• A votre sentier

     

    Carnet n° 3, début juillet

     

    Mon père était un raconteur hors-pair. Il n'était pas non plus du genre à reculer lorsque l'occasion se présentait de se payer gentiment la tête de quelqu'un. Voici comment un jour il s'offrit celle de son supérieur dont il connaissait l'avarice.

    L'histoire se passe en Turquie, où mon père a vécu et travaillé quinze ans. C'est mon histoire préférée.

    Ce jour-là, mon père s'était avéré un collaborateur particulièrement précieux et, pour montrer sa gratitude, son chef lui avait offert exceptionnellement de prendre avec lui un verre après le travail.
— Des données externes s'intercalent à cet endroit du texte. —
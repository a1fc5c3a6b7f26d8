//! Width-aware text measurement and wrapping.
//!
//! Measures text in terminal columns and packs tokens into lines.
//!
//! # Capabilities
//!
//! - **Width calculation**: 1 or 2 columns per rune, from East Asian Width
//! - **Line splitting**: greedy fill over tokens, never breaking a token
//! - **Hard breaks**: `\n`, `\r\n` and friends close the current line
//! - **Truncation**: token-aware truncation with configurable suffix
//!
//! # Implementation
//!
//! Uses `unicode-width` (Unicode East Asian Width tables) for column widths
//! and [`crate::segment`] for the token boundaries.

mod truncate;
mod width;
mod wrap;

pub use truncate::truncate_text;
pub use width::{char_width, string_width};
pub use wrap::{split, Lines, Splitter};
//! Layout Module
//!
//! Width measurement and line layout for segmented text.
//!
//! # Pipeline
//!
//! 1. [`crate::segment`] cuts the text into tokens
//! 2. [`char_width`] / [`string_width`] measure each token in columns
//! 3. [`Splitter`] packs tokens into lines within the column budget
//!
//! # Example
//!
//! ```
//! use mikan::layout::Splitter;
//!
//! let splitter = Splitter::new(25).unwrap();
//! let lines = splitter.split("常に最新、最高のモバイル。Androidを開発した同じチームから。");
//! assert_eq!(lines, ["常に最新、最高の", "モバイル。Androidを", "開発した同じチームから。"]);
//! ```

pub mod text_measure;

pub use text_measure::*;
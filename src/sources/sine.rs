//! Sine wave oscillator

use std::time::Instant;

use super::FinishedFlag;
use crate::source::PcmSource;

/// A sine tone, the same signal on every channel.
pub struct Sine {
    sample_rate: u32,
    channels: usize,
    frequency: f32,
    amplitude: f32,
    phase: f32,
    /// Frames left to play, `None` plays forever
    remaining: Option<u64>,
    start_time: Option<Instant>,
    finished: FinishedFlag,
}

impl Sine {
    /// A stereo tone at `frequency` Hz.
    ///
    /// The channel count must match the mixer's; a mono mix needs
    /// [`with_channels(1)`](Self::with_channels). Otherwise each read comes up
    /// short and the tone ends after its first chunk.
    pub fn new(sample_rate: u32, frequency: f32) -> Self {
        Self {
            sample_rate,
            channels: 2,
            frequency: frequency.max(0.0),
            amplitude: 0.25, // -12dB, safe default
            phase: 0.0,
            remaining: None,
            start_time: None,
            finished: FinishedFlag::new(),
        }
    }

    pub fn with_amplitude(mut self, amplitude: f32) -> Self {
        self.amplitude = amplitude.clamp(0.0, 1.0);
        self
    }

    pub fn with_channels(mut self, channels: usize) -> Self {
        self.channels = channels.max(1);
        self
    }

    /// Stop after `frames` frames.
    pub fn with_length(mut self, frames: u64) -> Self {
        self.remaining = Some(frames);
        self
    }

    /// Start playing at `at` instead of immediately.
    pub fn starting_at(mut self, at: Instant) -> Self {
        self.start_time = Some(at);
        self
    }

    #[inline]
    pub fn frequency(&self) -> f32 {
        self.frequency
    }

    #[inline]
    pub fn amplitude(&self) -> f32 {
        self.amplitude
    }

    /// Flag set when the tone has finished playing.
    pub fn finished(&self) -> FinishedFlag {
        self.finished.clone()
    }
}

impl PcmSource for Sine {
    fn start_time(&self) -> Option<Instant> {
        self.start_time
    }

    fn read_pcm(&mut self, out: &mut [i16], _start_frame: u64) -> usize {
        let mut frames = out.len() / self.channels;
        if let Some(remaining) = self.remaining {
            frames = frames.min(remaining as usize);
        }

        let phase_inc = self.frequency / self.sample_rate as f32;
        let amplitude = self.amplitude * i16::MAX as f32;

        for frame in out.chunks_exact_mut(self.channels).take(frames) {
            let sample = ((self.phase * core::f32::consts::TAU).sin() * amplitude) as i16;
            frame.iter_mut().for_each(|s| *s = sample);

            self.phase += phase_inc;
            self.phase -= self.phase.floor();
        }

        if let Some(remaining) = self.remaining.as_mut() {
            *remaining -= frames as u64;
        }
        frames * self.channels
    }

    fn notify_stopped(&mut self) {
        self.finished.set();
    }
}
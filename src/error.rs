//! Error types.
//!
//! Device failures after a successful open are fatal ([`DeviceError`]): the
//! output is assumed wedged and nothing is retried. Failures while opening are
//! reported as [`InitError`] so a caller can fall back to another device.

use thiserror::Error;

/// Unrecoverable failure of an opened output device.
#[derive(Error, Debug, Clone, PartialEq, Eq)]
pub enum DeviceError {
    /// Handing a filled buffer to the device failed
    #[error("{device}: submitting buffer failed ({reason})")]
    Submit { device: String, reason: String },

    /// Querying the play position failed
    #[error("{device}: querying play cursor failed ({reason})")]
    Cursor { device: String, reason: String },

    /// The device's stream reported an error asynchronously
    #[error("{device}: output stream failed ({reason})")]
    Stream { device: String, reason: String },
}

/// Failure to bring up a device. Non-fatal: try another device.
#[derive(Error, Debug, Clone, PartialEq, Eq)]
pub enum InitError {
    /// The device refused to open
    #[error("{device}: opening device failed ({reason})")]
    Open { device: String, reason: String },

    /// The device can't play the requested format
    #[error("{device}: unsupported format {format}")]
    UnsupportedFormat { device: String, format: String },

    /// Mixer configuration is unusable
    #[error("invalid mixer configuration: {0}")]
    InvalidConfig(String),

    /// No output device available
    #[error("no output device available")]
    NoDevice,
}

/// Main error type for the mixer
#[derive(Error, Debug)]
pub enum Error {
    #[error("initialization error: {0}")]
    Init(#[from] InitError),

    #[error("device error: {0}")]
    Device(#[from] DeviceError),

    /// A thread panicked while holding the mixer lock
    #[error("mixer state lock poisoned")]
    Poisoned,

    /// The mixing thread could not be spawned or joined
    #[error("mixer thread error: {0}")]
    Thread(String),

    /// The driver has already been shut down
    #[error("mixer is not running")]
    NotRunning,
}

impl<T> From<std::sync::PoisonError<T>> for Error {
    fn from(_: std::sync::PoisonError<T>) -> Self {
        Error::Poisoned
    }
}

/// Convenience Result type using the mixer [`Error`]
pub type Result<T> = std::result::Result<T, Error>;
    Conscient du caractère extravagant de l'invitation, mon père décida de prendre les choses en mains et accepta à la condition qu'ils aillent tous les deux dans un café qu'il connaissait bien. Sitôt la proposition adoptée, mon père fila jusqu'au dit café et avisa un des garçons de service pour le prévenir de la présence de son patron avec lui quelques heures plus tard.

    Je vous ferai signe, lui expliqua-t-il sur le ton de la confidence, et vous viendrez prendre notre commande. Lorsque vous me demanderez ce que je compte boire, vous m'entendrez vous dire distinctement « comme d'habitude ». Voici alors ce que vous apporterez...

    A l'heure convenue, mon père et son patron pénètrent à l'intérieur du café et le garçon s'approche de la table où ils viennent de prendre place.

    -  Vous êtes sûr de toujours vouloir m'inviter ? Demande poliment mon père.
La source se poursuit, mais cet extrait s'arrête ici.